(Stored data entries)
◇ ◇ ◇ ◇ ◇

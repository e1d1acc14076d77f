//! Block sync flow decisions.
//!
//! On connect (or on a block announcement from the future) nodes exchange
//! `CHAIN_STATUS` and pull missing ranges with bounded `BLOCK_REQUEST`s.
//! The sync planner is pure: it turns (local state, remote message) into the
//! next request, and the node loop executes it.

use doin_consensus_core::block::Block;

use crate::message::{ChainStatus, Payload};

/// Largest range a single request may ask for; mirrors the serving cap.
pub const MAX_BLOCKS_PER_REQUEST: u64 = 50;

/// Decides the next sync step after learning a peer's chain status.
/// Returns a `BlockRequest` payload while the remote is ahead.
pub fn plan_request(local_height: u64, remote: &ChainStatus) -> Option<Payload> {
    if remote.height <= local_height {
        return None;
    }
    let from = local_height + 1;
    let to = remote.height.min(from + MAX_BLOCKS_PER_REQUEST - 1);
    Some(Payload::BlockRequest { from, to })
}

/// Whether an announced block index implies missing history worth a status
/// exchange instead of direct append.
pub fn announcement_needs_sync(local_height: u64, announced_index: u64) -> bool {
    announced_index > local_height + 1
}

/// Orders and sanity-filters a block response for sequential appending:
/// blocks must cover a contiguous ascending index range. Out-of-order or
/// gapped responses are rejected wholesale (the serving peer is misbehaving).
pub fn sequential_blocks(mut blocks: Vec<Block>) -> Option<Vec<Block>> {
    if blocks.is_empty() {
        return Some(blocks);
    }
    blocks.sort_by_key(|b| b.index());
    let contiguous = blocks.windows(2).all(|w| w[1].index() == w[0].index() + 1);
    contiguous.then_some(blocks)
}

#[cfg(test)]
mod tests {
    use super::*;
    use doin_consensus_core::constants::BLOCK_VERSION;
    use doin_consensus_core::peer::PeerId;
    use doin_hashes::{Hash, ZERO_HASH};

    fn status(height: u64) -> ChainStatus {
        ChainStatus { height, tip_hash: Hash::from(height), finalized_height: height.saturating_sub(6) }
    }

    fn block_at(index: u64) -> Block {
        Block::new(BLOCK_VERSION, index, ZERO_HASH, index * 1000, 1.0, PeerId::default(), vec![])
    }

    #[test]
    fn test_no_request_when_caught_up() {
        assert_eq!(plan_request(10, &status(10)), None);
        assert_eq!(plan_request(10, &status(9)), None);
    }

    #[test]
    fn test_request_clamped_to_max_range() {
        assert_eq!(plan_request(0, &status(7)), Some(Payload::BlockRequest { from: 1, to: 7 }));
        assert_eq!(plan_request(0, &status(500)), Some(Payload::BlockRequest { from: 1, to: 50 }));
        assert_eq!(plan_request(99, &status(500)), Some(Payload::BlockRequest { from: 100, to: 149 }));
    }

    #[test]
    fn test_announcement_gap_detection() {
        assert!(!announcement_needs_sync(10, 11));
        assert!(announcement_needs_sync(10, 12));
        assert!(!announcement_needs_sync(10, 5));
    }

    #[test]
    fn test_sequential_blocks_sorts_and_validates() {
        let blocks = vec![block_at(3), block_at(1), block_at(2)];
        let ordered = sequential_blocks(blocks).unwrap();
        assert_eq!(ordered.iter().map(|b| b.index()).collect::<Vec<_>>(), vec![1, 2, 3]);

        assert!(sequential_blocks(vec![block_at(1), block_at(3)]).is_none());
        assert!(sequential_blocks(vec![]).unwrap().is_empty());
    }
}
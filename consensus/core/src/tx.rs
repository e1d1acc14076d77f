//! Block transactions: the tagged outcomes of the optimae pipeline plus the
//! bookkeeping records (task completions, reputation deltas, coin shares)
//! packaged alongside them.

use serde::{Deserialize, Serialize};

use doin_hashes::{Hash, HasherBase, TransactionHash};

use crate::encoding::{CanonicalDecode, CanonicalEncode, CanonicalReader, CanonicalWriter, EncodeError, EncodeResult};
use crate::optima::{ExperimentMeta, Optima, RejectReason};
use crate::peer::PeerId;
use crate::{OptimaId, TaskId};

/// One minted share of a block's coin distribution.
#[derive(Clone, Debug, PartialEq, Eq, Serialize, Deserialize)]
pub struct CoinShare {
    pub peer_id: PeerId,
    pub amount: u64,
}

#[derive(Clone, Debug, PartialEq, Serialize, Deserialize)]
pub enum Transaction {
    AcceptedOptima { optima: Optima, effective_increment: f64, reward_fraction: f64, meta: ExperimentMeta },
    RejectedOptima { optima_id: OptimaId, reason: RejectReason },
    CompletedTask { task_id: TaskId, result_hash: Hash },
    ReputationUpdate { peer_id: PeerId, delta: f64 },
    CoinDistribution { shares: Vec<CoinShare> },
}

const TAG_ACCEPTED_OPTIMA: u8 = 0;
const TAG_REJECTED_OPTIMA: u8 = 1;
const TAG_COMPLETED_TASK: u8 = 2;
const TAG_REPUTATION_UPDATE: u8 = 3;
const TAG_COIN_DISTRIBUTION: u8 = 4;

impl Transaction {
    /// Hash of the canonical transaction bytes; the merkle leaf.
    pub fn hash(&self) -> Hash {
        let mut hasher = TransactionHash::new();
        hasher.update(self.canonical_bytes());
        hasher.finalize()
    }
}

impl CanonicalEncode for Transaction {
    fn encode(&self, writer: &mut CanonicalWriter) {
        match self {
            Transaction::AcceptedOptima { optima, effective_increment, reward_fraction, meta } => {
                writer.write_u8(TAG_ACCEPTED_OPTIMA);
                optima.encode(writer);
                writer.write_f64(*effective_increment).write_f64(*reward_fraction);
                meta.encode(writer);
            }
            Transaction::RejectedOptima { optima_id, reason } => {
                writer.write_u8(TAG_REJECTED_OPTIMA).write_uuid(*optima_id).write_u8(reason.to_tag());
            }
            Transaction::CompletedTask { task_id, result_hash } => {
                writer.write_u8(TAG_COMPLETED_TASK).write_uuid(*task_id).write_hash(*result_hash);
            }
            Transaction::ReputationUpdate { peer_id, delta } => {
                writer.write_u8(TAG_REPUTATION_UPDATE).write_raw(peer_id.as_bytes()).write_f64(*delta);
            }
            Transaction::CoinDistribution { shares } => {
                writer.write_u8(TAG_COIN_DISTRIBUTION).write_len(shares.len());
                for share in shares {
                    writer.write_raw(share.peer_id.as_bytes()).write_u64(share.amount);
                }
            }
        }
    }
}

impl CanonicalDecode for Transaction {
    fn decode(reader: &mut CanonicalReader<'_>) -> EncodeResult<Self> {
        match reader.read_u8()? {
            TAG_ACCEPTED_OPTIMA => Ok(Transaction::AcceptedOptima {
                optima: Optima::decode(reader)?,
                effective_increment: reader.read_f64()?,
                reward_fraction: reader.read_f64()?,
                meta: ExperimentMeta::decode(reader)?,
            }),
            TAG_REJECTED_OPTIMA => Ok(Transaction::RejectedOptima {
                optima_id: reader.read_uuid()?,
                reason: RejectReason::from_tag(reader.read_u8()?)?,
            }),
            TAG_COMPLETED_TASK => {
                Ok(Transaction::CompletedTask { task_id: reader.read_uuid()?, result_hash: reader.read_hash()? })
            }
            TAG_REPUTATION_UPDATE => {
                Ok(Transaction::ReputationUpdate { peer_id: PeerId::decode(reader)?, delta: reader.read_f64()? })
            }
            TAG_COIN_DISTRIBUTION => {
                let len = reader.read_len()?;
                let mut shares = Vec::with_capacity(len.min(1024));
                for _ in 0..len {
                    shares.push(CoinShare { peer_id: PeerId::decode(reader)?, amount: reader.read_u64()? });
                }
                Ok(Transaction::CoinDistribution { shares })
            }
            other => Err(EncodeError::InvalidTag(other)),
        }
    }
}

#[cfg(test)]
mod tests {
    use super::*;
    use crate::domain::ResourceBudget;
    use crate::hashing;
    use uuid::Uuid;

    fn accepted() -> Transaction {
        let optima = Optima {
            optima_id: Uuid::from_u128(1),
            domain_id: "quadratic".into(),
            optimizer_id: PeerId::from_bytes([1; 32]),
            commit_hash: hashing::optima::commit_hash(&[1, 2, 3], &[7; 8]),
            reported_metric: -100.0,
            timestamp: 1000,
            budget: ResourceBudget::default(),
            parameters: vec![1, 2, 3],
            nonce: vec![7; 8],
        };
        Transaction::AcceptedOptima {
            optima,
            effective_increment: 0.25,
            reward_fraction: 1.0,
            meta: ExperimentMeta {
                median_verified: -99.99,
                quorum: vec![PeerId::from_bytes([2; 32])],
                optimization_seed: Hash::from(42u64),
            },
        }
    }

    #[test]
    fn test_transaction_roundtrip_all_variants() {
        let txs = vec![
            accepted(),
            Transaction::RejectedOptima { optima_id: Uuid::from_u128(2), reason: RejectReason::HashMismatch },
            Transaction::CompletedTask { task_id: Uuid::from_u128(3), result_hash: Hash::from(9u64) },
            Transaction::ReputationUpdate { peer_id: PeerId::from_bytes([4; 32]), delta: -3.0 },
            Transaction::CoinDistribution {
                shares: vec![
                    CoinShare { peer_id: PeerId::from_bytes([5; 32]), amount: 32 },
                    CoinShare { peer_id: PeerId::from_bytes([6; 32]), amount: 15 },
                ],
            },
        ];
        for tx in txs {
            let decoded = Transaction::from_canonical_bytes(&tx.canonical_bytes()).unwrap();
            assert_eq!(tx, decoded);
        }
    }

    #[test]
    fn test_transaction_hash_tracks_content() {
        let a = accepted();
        let b = Transaction::RejectedOptima { optima_id: Uuid::from_u128(2), reason: RejectReason::Expired };
        assert_ne!(a.hash(), b.hash());
        assert_eq!(a.hash(), accepted().hash());
    }
}
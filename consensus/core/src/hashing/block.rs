use super::HasherExtensions;
use doin_hashes::{BlockHash, Hash, HasherBase};

/// Returns the block hash: `H(index ∥ previous_hash ∥ merkle_root ∥ timestamp)`.
///
/// The threshold and generator are carried in the header but deliberately not
/// hashed; the merkle root already commits to everything reward-relevant.
pub fn hash(index: u64, previous_hash: Hash, merkle_root: Hash, timestamp: u64) -> Hash {
    let mut hasher = BlockHash::new();
    hasher.write_u64(index).update(previous_hash).update(merkle_root).write_u64(timestamp);
    hasher.finalize()
}

#[cfg(test)]
mod tests {
    use super::*;
    use doin_hashes::ZERO_HASH;

    #[test]
    fn test_block_hashing_is_field_sensitive() {
        let base = hash(1, ZERO_HASH, Hash::from(7u64), 1000);
        assert_ne!(base, hash(2, ZERO_HASH, Hash::from(7u64), 1000));
        assert_ne!(base, hash(1, Hash::from(1u64), Hash::from(7u64), 1000));
        assert_ne!(base, hash(1, ZERO_HASH, Hash::from(8u64), 1000));
        assert_ne!(base, hash(1, ZERO_HASH, Hash::from(7u64), 1001));
        assert_eq!(base, hash(1, ZERO_HASH, Hash::from(7u64), 1000));
    }
}
//! Coin emission and per-block distribution.
//!
//! The subsidy starts at `BASE_SUBSIDY`, halves every
//! `SUBSIDY_HALVING_INTERVAL` blocks and cumulative emission is capped at
//! `MAX_SUPPLY`. A block's subsidy splits 65/30/5 between the optimizers it
//! accepts (proportional to rewarded increment), the evaluators of those
//! optimae (uniform) and the generator, with integer rounding dust paid to
//! the generator.

use std::collections::HashMap;

use doin_consensus_core::constants::{
    BASE_SUBSIDY, EVALUATOR_SHARE_PERCENT, MAX_SUPPLY, OPTIMIZER_SHARE_PERCENT, SUBSIDY_HALVING_INTERVAL,
};
use doin_consensus_core::errors::block::RuleError;
use doin_consensus_core::peer::PeerId;
use doin_consensus_core::tx::CoinShare;

#[derive(Clone, Copy, Debug, Default)]
pub struct CoinbaseManager;

impl CoinbaseManager {
    /// Subsidy minted by the block at `index`, given `minted` coins already
    /// emitted. The final partial subsidy is clipped against the supply cap.
    pub fn calc_block_subsidy(&self, index: u64, minted: u64) -> u64 {
        let halvings = index / SUBSIDY_HALVING_INTERVAL;
        if halvings >= 64 {
            return 0;
        }
        let subsidy = BASE_SUBSIDY >> halvings;
        subsidy.min(MAX_SUPPLY.saturating_sub(minted))
    }

    /// Splits `subsidy` into coin shares.
    ///
    /// `optimizer_rewards` maps each rewarded optimizer to its
    /// `effective_increment × reward_fraction`; `evaluators` is the union of
    /// quorum members over the block's accepted optimae. Empty pools fall to
    /// the generator, as does all rounding dust.
    pub fn distribute(
        &self,
        subsidy: u64,
        optimizer_rewards: &[(PeerId, f64)],
        evaluators: &[PeerId],
        generator: PeerId,
    ) -> Vec<CoinShare> {
        if subsidy == 0 {
            return Vec::new();
        }

        let optimizer_pool = subsidy * OPTIMIZER_SHARE_PERCENT / 100;
        let evaluator_pool = subsidy * EVALUATOR_SHARE_PERCENT / 100;

        let mut amounts: HashMap<PeerId, u64> = HashMap::new();
        let mut distributed = 0u64;

        let reward_total: f64 = optimizer_rewards.iter().map(|(_, w)| *w).sum();
        if reward_total > 0.0 {
            for (peer, weight) in optimizer_rewards {
                let amount = ((optimizer_pool as f64) * (weight / reward_total)).floor() as u64;
                if amount > 0 {
                    *amounts.entry(*peer).or_default() += amount;
                    distributed += amount;
                }
            }
        }

        if !evaluators.is_empty() {
            let per_evaluator = evaluator_pool / evaluators.len() as u64;
            if per_evaluator > 0 {
                for peer in evaluators {
                    *amounts.entry(*peer).or_default() += per_evaluator;
                    distributed += per_evaluator;
                }
            }
        }

        // generator share plus every rounding remainder
        let generator_amount = subsidy - distributed;
        if generator_amount > 0 {
            *amounts.entry(generator).or_default() += generator_amount;
        }

        let mut shares: Vec<CoinShare> = amounts.into_iter().map(|(peer_id, amount)| CoinShare { peer_id, amount }).collect();
        shares.sort_unstable_by(|a, b| a.peer_id.cmp(&b.peer_id));
        shares
    }
}

/// Per-peer confirmed balances. Mutated only when blocks finalize, so a reorg
/// above the finality fence never needs a ledger rollback.
#[derive(Clone, Debug, Default)]
pub struct CoinLedger {
    balances: HashMap<PeerId, u64>,
    total_minted: u64,
}

impl CoinLedger {
    pub fn new() -> Self {
        Self::default()
    }

    pub fn balance(&self, peer: PeerId) -> u64 {
        self.balances.get(&peer).copied().unwrap_or(0)
    }

    pub fn total_minted(&self) -> u64 {
        self.total_minted
    }

    /// Credits a finalized block's coin shares, enforcing the emission cap.
    pub fn apply_shares(&mut self, shares: &[CoinShare]) -> Result<(), RuleError> {
        let block_total: u64 = shares.iter().map(|s| s.amount).sum();
        let allowed = MAX_SUPPLY - self.total_minted;
        if block_total > allowed {
            return Err(RuleError::ExcessiveEmission(block_total, allowed));
        }
        for share in shares {
            *self.balances.entry(share.peer_id).or_default() += share.amount;
        }
        self.total_minted += block_total;
        Ok(())
    }
}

◇ ◇ ◇ ◇ ◇

* _Directions_: Would you please reproduce the records above exactly, only from their first line through the line holding "the serving cap.", with both ends included?

* _Expected answer_:
repository e1d1acc14076d77f
//! Block sync flow decisions.
//!
//! On connect (or on a block announcement from the future) nodes exchange
//! `CHAIN_STATUS` and pull missing ranges with bounded `BLOCK_REQUEST`s.
//! The sync planner is pure: it turns (local state, remote message) into the
//! next request, and the node loop executes it.

use doin_consensus_core::block::Block;

use crate::message::{ChainStatus, Payload};

/// Largest range a single request may ask for; mirrors the serving cap.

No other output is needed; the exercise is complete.